Como no queriendo ya nos hemos agotado el primer mes de 2026 y faltan 493 días para que los ciudadanos de manera responsable vayamos a ejercer nuestro derecho libre y secreto de emitir nuestro voto en favor de los candidatos y partidos políticos que así consideremos, tarea difícil pero prioritaria para el presente y futuro de nuestra patria.
México pasa por una época de especial confusión. Además que pareciere que lo anormal se parece normalizar, como es el señorío del crimen organizado en distintos territorios de nuestros país, con acciones impactantes como la masacre que apenas hace unos días sucedía en Salamanca, o también el apoderamiento de las instituciones que ahora con sus determinaciones y tropiezos, pareciera que dan la razón a quienes advertimos lo dañino de la reconformación del Poder Judicial de la Federación y que desgraciadamente sus primeros pasos han sido de traspiés.
Esto aunado a la pretendida Reforma Electoral que acrecentaría nuestros problemas de extrema gravedad, ante una pasada tolvanera de apetitos desencadenados, de propaganda siniestra de ideologías contradictorias, de mentiras sistemáticas, que impide la visión limpia de la vida nacional, como en 1939 lo haría Don Manuel Gomez Morín, en la asamblea fundacional del Partido Acción Nacional.
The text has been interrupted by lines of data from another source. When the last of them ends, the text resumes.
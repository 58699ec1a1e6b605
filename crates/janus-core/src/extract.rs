//! Miner-creation extraction: the handler that turns `CreateMiner` calls to
//! the storage power actor into persisted facts.

use async_trait::async_trait;
use std::sync::Arc;
use tracing::debug;

use crate::error::IndexerError;
use crate::facts::FactStore;
use crate::handler::MessageHandler;
use crate::types::{BlockMeta, Message, MinerFact};

/// ID-address payload of the storage power actor (`f04` on mainnet, `t04` on testnets).
pub const STORAGE_POWER_ACTOR_ID: &str = "04";

/// Method number of `CreateMiner` on the storage power actor.
pub const METHOD_CREATE_MINER: u64 = 2;

/// Returns `true` if `addr` is the storage power actor on any network.
pub fn is_storage_power_actor(addr: &str) -> bool {
    match addr.strip_prefix('f').or_else(|| addr.strip_prefix('t')) {
        Some(rest) => rest == STORAGE_POWER_ACTOR_ID,
        None => false,
    }
}

/// Returns `true` if `msg` creates a storage miner.
pub fn is_create_miner(msg: &Message) -> bool {
    msg.method == METHOD_CREATE_MINER && is_storage_power_actor(&msg.to)
}

/// Persists one [`MinerFact`] per `CreateMiner` message.
pub struct MinerFactHandler {
    store: Arc<dyn FactStore>,
}

impl MinerFactHandler {
    pub fn new(store: Arc<dyn FactStore>) -> Self {
        Self { store }
    }
}

#[async_trait]
impl MessageHandler for MinerFactHandler {
    async fn handle(&self, block: &BlockMeta, msg: &Message) -> Result<(), IndexerError> {
        if !is_create_miner(msg) {
            return Ok(());
        }
        let inserted = self.store.insert_fact(&MinerFact::new(block, msg)).await?;
        debug!(
            height = block.height,
            msg_cid = %msg.cid,
            from = %msg.from,
            inserted,
            "create-miner message"
        );
        Ok(())
    }

    fn name(&self) -> &str {
        "create-miner"
    }
}
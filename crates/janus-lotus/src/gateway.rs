//! [`NodeGateway`] over the Lotus full-node API.
//!
//! | Operation        | Lotus method                       |
//! |------------------|------------------------------------|
//! | `head_height`    | `Filecoin.ChainHead`               |
//! | `tipset`         | `Filecoin.ChainGetTipSetByHeight`  |
//! | `block_messages` | `Filecoin.ChainGetBlockMessages`   |

use async_trait::async_trait;
use serde::{Deserialize, Deserializer};
use serde_json::{json, Value};

use janus_core::{BlockMeta, Epoch, IndexerError, Message, NodeGateway};

use crate::client::{HttpRpcClient, LotusConfig};
use crate::error::TransportError;
use crate::request::CidLink;
use crate::transport::RpcTransport;

pub const METHOD_CHAIN_HEAD: &str = "Filecoin.ChainHead";
pub const METHOD_TIPSET_BY_HEIGHT: &str = "Filecoin.ChainGetTipSetByHeight";
pub const METHOD_BLOCK_MESSAGES: &str = "Filecoin.ChainGetBlockMessages";

/// Go encodes empty slices as `null`.
fn nullable<'de, D, T>(d: D) -> Result<Vec<T>, D::Error>
where
    D: Deserializer<'de>,
    T: Deserialize<'de>,
{
    Option::<Vec<T>>::deserialize(d).map(Option::unwrap_or_default)
}

#[derive(Debug, Deserialize)]
#[serde(rename_all = "PascalCase")]
struct TipSet {
    #[serde(default, deserialize_with = "nullable")]
    cids: Vec<CidLink>,
    #[serde(default, deserialize_with = "nullable")]
    blocks: Vec<BlockHeader>,
    height: Epoch,
}

#[derive(Debug, Deserialize)]
#[serde(rename_all = "PascalCase")]
struct BlockHeader {
    timestamp: u64,
}

#[derive(Debug, Deserialize)]
#[serde(rename_all = "PascalCase")]
struct LotusMessage {
    to: String,
    from: String,
    #[serde(default)]
    nonce: u64,
    #[serde(default)]
    value: String,
    #[serde(default)]
    method: u64,
}

#[derive(Debug, Deserialize)]
#[serde(rename_all = "PascalCase")]
struct SignedMessage {
    message: LotusMessage,
}

#[derive(Debug, Deserialize)]
#[serde(rename_all = "PascalCase")]
struct BlockMessages {
    #[serde(default, deserialize_with = "nullable")]
    bls_messages: Vec<LotusMessage>,
    #[serde(default, deserialize_with = "nullable")]
    secpk_messages: Vec<SignedMessage>,
    #[serde(default, deserialize_with = "nullable")]
    cids: Vec<CidLink>,
}

impl LotusMessage {
    fn into_message(self, cid: CidLink) -> Message {
        Message {
            cid: cid.cid,
            from: self.from,
            to: self.to,
            nonce: self.nonce,
            value: if self.value.is_empty() { "0".into() } else { self.value },
            method: self.method,
        }
    }
}

/// Lotus-backed chain gateway.
pub struct LotusGateway<T: RpcTransport> {
    transport: T,
}

impl LotusGateway<HttpRpcClient> {
    /// Connect over HTTP using `config`.
    pub fn connect(config: LotusConfig) -> Result<Self, TransportError> {
        Ok(Self::new(HttpRpcClient::new(config)?))
    }
}

impl<T: RpcTransport> LotusGateway<T> {
    pub fn new(transport: T) -> Self {
        Self { transport }
    }

    pub fn transport(&self) -> &T {
        &self.transport
    }
}

#[async_trait]
impl<T: RpcTransport> NodeGateway for LotusGateway<T> {
    async fn head_height(&self) -> Result<Epoch, IndexerError> {
        let head: TipSet = self.transport.call(METHOD_CHAIN_HEAD, vec![]).await?;
        Ok(head.height)
    }

    async fn tipset(&self, epoch: Epoch) -> Result<Vec<BlockMeta>, IndexerError> {
        let ts: TipSet = self
            .transport
            .call(METHOD_TIPSET_BY_HEIGHT, vec![json!(epoch), Value::Null])
            .await?;

        // Lotus answers a null round with the nearest tipset below it.
        if ts.height != epoch {
            tracing::trace!(epoch, returned = ts.height, "null round");
            return Ok(Vec::new());
        }
        if ts.cids.len() != ts.blocks.len() {
            return Err(TransportError::Malformed(format!(
                "tipset {epoch} has {} cids for {} blocks",
                ts.cids.len(),
                ts.blocks.len()
            ))
            .into());
        }

        Ok(ts
            .cids
            .into_iter()
            .zip(ts.blocks)
            .map(|(cid, header)| BlockMeta {
                height: epoch,
                cid: cid.cid,
                timestamp: header.timestamp as i64,
            })
            .collect())
    }

    async fn block_messages(&self, block_cid: &str) -> Result<Vec<Message>, IndexerError> {
        let msgs: BlockMessages = self
            .transport
            .call(METHOD_BLOCK_MESSAGES, vec![json!(CidLink::new(block_cid))])
            .await?;

        let total = msgs.bls_messages.len() + msgs.secpk_messages.len();
        if msgs.cids.len() != total {
            return Err(TransportError::Malformed(format!(
                "block {block_cid} lists {} cids for {total} messages",
                msgs.cids.len()
            ))
            .into());
        }

        // `Cids` lists BLS messages first, then secp256k1 ones.
        let bodies = msgs
            .bls_messages
            .into_iter()
            .chain(msgs.secpk_messages.into_iter().map(|s| s.message));
        Ok(bodies
            .zip(msgs.cids)
            .map(|(body, cid)| body.into_message(cid))
            .collect())
    }
}
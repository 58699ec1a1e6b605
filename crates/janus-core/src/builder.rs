//! Fluent builder API for creating indexers.
//!
//! # Example
//!
//! ```rust,no_run
//! use janus_core::IndexerBuilder;
//!
//! let config = IndexerBuilder::new()
//!     .floor_height(5_200_000)
//!     .confirmation_depth(20)
//!     .batch_size(500)
//!     .interval_secs(30)
//!     .build_config();
//! ```

use std::sync::Arc;

use crate::checkpoint::CheckpointStore;
use crate::error::IndexerError;
use crate::gateway::NodeGateway;
use crate::handler::MessageHandler;
use crate::indexer::{Indexer, IndexerConfig};
use crate::types::Epoch;

/// Fluent builder for [`IndexerConfig`] and [`Indexer`].
#[derive(Default)]
pub struct IndexerBuilder {
    config: IndexerConfig,
}

impl IndexerBuilder {
    pub fn new() -> Self {
        Self {
            config: IndexerConfig::default(),
        }
    }

    /// Start from an existing configuration.
    pub fn from_config(config: IndexerConfig) -> Self {
        Self { config }
    }

    /// Set the height a missing checkpoint is initialized to.
    pub fn floor_height(mut self, height: Epoch) -> Self {
        self.config.floor_height = height;
        self
    }

    /// Set confirmation depth (epochs behind head before indexing).
    pub fn confirmation_depth(mut self, depth: Epoch) -> Self {
        self.config.confirmation_depth = depth;
        self
    }

    /// Set the number of epochs per sync window.
    pub fn batch_size(mut self, size: Epoch) -> Self {
        self.config.batch_size = size;
        self
    }

    /// Set the cycle interval in seconds.
    pub fn interval_secs(mut self, secs: u64) -> Self {
        self.config.interval_secs = secs;
        self
    }

    /// Build the `IndexerConfig`.
    pub fn build_config(self) -> IndexerConfig {
        self.config
    }

    /// Validate the configuration and build an [`Indexer`].
    pub fn build(
        self,
        gateway: Arc<dyn NodeGateway>,
        checkpoints: Arc<dyn CheckpointStore>,
        handler: Arc<dyn MessageHandler>,
    ) -> Result<Indexer, IndexerError> {
        Indexer::new(self.config, gateway, checkpoints, handler)
    }
}

#[cfg(test)]
mod tests {
    use super::*;
    use crate::checkpoint::MemoryCheckpointStore;
    use crate::gateway::MemoryGateway;
    use crate::handler::HandlerSet;

    #[test]
    fn builder_defaults() {
        let cfg = IndexerBuilder::new().build_config();
        assert_eq!(cfg.confirmation_depth, 20);
        assert_eq!(cfg.batch_size, 1000);
        assert_eq!(cfg.interval_secs, 10);
    }

    #[test]
    fn builder_custom() {
        let cfg = IndexerBuilder::new()
            .floor_height(100)
            .confirmation_depth(5)
            .batch_size(50)
            .interval_secs(2)
            .build_config();

        assert_eq!(cfg.floor_height, 100);
        assert_eq!(cfg.confirmation_depth, 5);
        assert_eq!(cfg.batch_size, 50);
        assert_eq!(cfg.interval_secs, 2);
    }

    #[test]
    fn build_rejects_invalid_config() {
        let result = IndexerBuilder::new().batch_size(0).build(
            Arc::new(MemoryGateway::new(0)),
            Arc::new(MemoryCheckpointStore::new()),
            Arc::new(HandlerSet::new()),
        );
        assert!(matches!(result, Err(IndexerError::Config(_))));
    }
}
Para ello estoy seguro que los ciudadanos, y en especial los jóvenes, consideran de imperiosa necesidad una acción conjunta para encontrar de nueva cuenta el hilo conductor de la verdad y para dar a valor a la acción, pero sólo se logrará con una gran alianza entre quienes integran la sociedad y quienes integran los verdaderos grupos políticos de ciudadanos como es el Partido Acción Nacional, que nació desde los ciudadanos y no desde el poder o la acción de un caudillo, líder o “mesías”.
Ahora bien mucho se habla sobre las alianzas o no con otros partidos políticos, e incluso acaba de publicarse un llamado de la sociedad organizada dirigida al presidente del Partido Acción Nacional para que reconsidere ir en alianza en Coahuila, donde habrá elecciones intermedias, pero así alianzas vengan y alianzas vayan, sin una alianza con la sociedad, nulos serán los esfuerzos.
Y para ir en alianza con la sociedad, principalmente en lo que se avecina para el próximo 2027 los partidos políticos deberían de pensar muy bien quiénes sean sus candidatos que realmente conecten con los ciudadanos y que sean confiables.
Una primera característica sería tener elevado conocimiento y una profunda conciencia del papel para el que se postulan, ya que no se puede llegar para ver qué sucede, se tiene que llegar con un mínimo de conocimiento del cargo al que se aspira; además tiene que generar credibilidad y eso logra cuando hay perfecta unidad de vida, tanto en pensamiento, palabra y acción, así como comprometerse a trabajar por el bien común y no por el bien propio.
También ese candidato o candidata debe ser coherente con los principios del propio partido que lo postula, porque la sociedad rechaza a los políticos incoherentes.
Otra característica es sin lugar a dudas saber dialogar y acordar, sin ceder en lo esencial, buscando siempre el bien superior; fundamental también es ser humilde sabedor que la posición a la que aspira es para dar el servicio y servirse de ella, así como finalmente estar dispuestos al escrutinio público que no siempre es bien intencionado, pero sabedores que al final de cuentas la verdad triunfa sobre la mentira.
Sociedad y partidos, partidos y sociedad, nos debemos preparar para una gran alianza al 2027 y presentar un frente común de defensa de nuestro México y nuestro Querétaro, que debemos cuidar.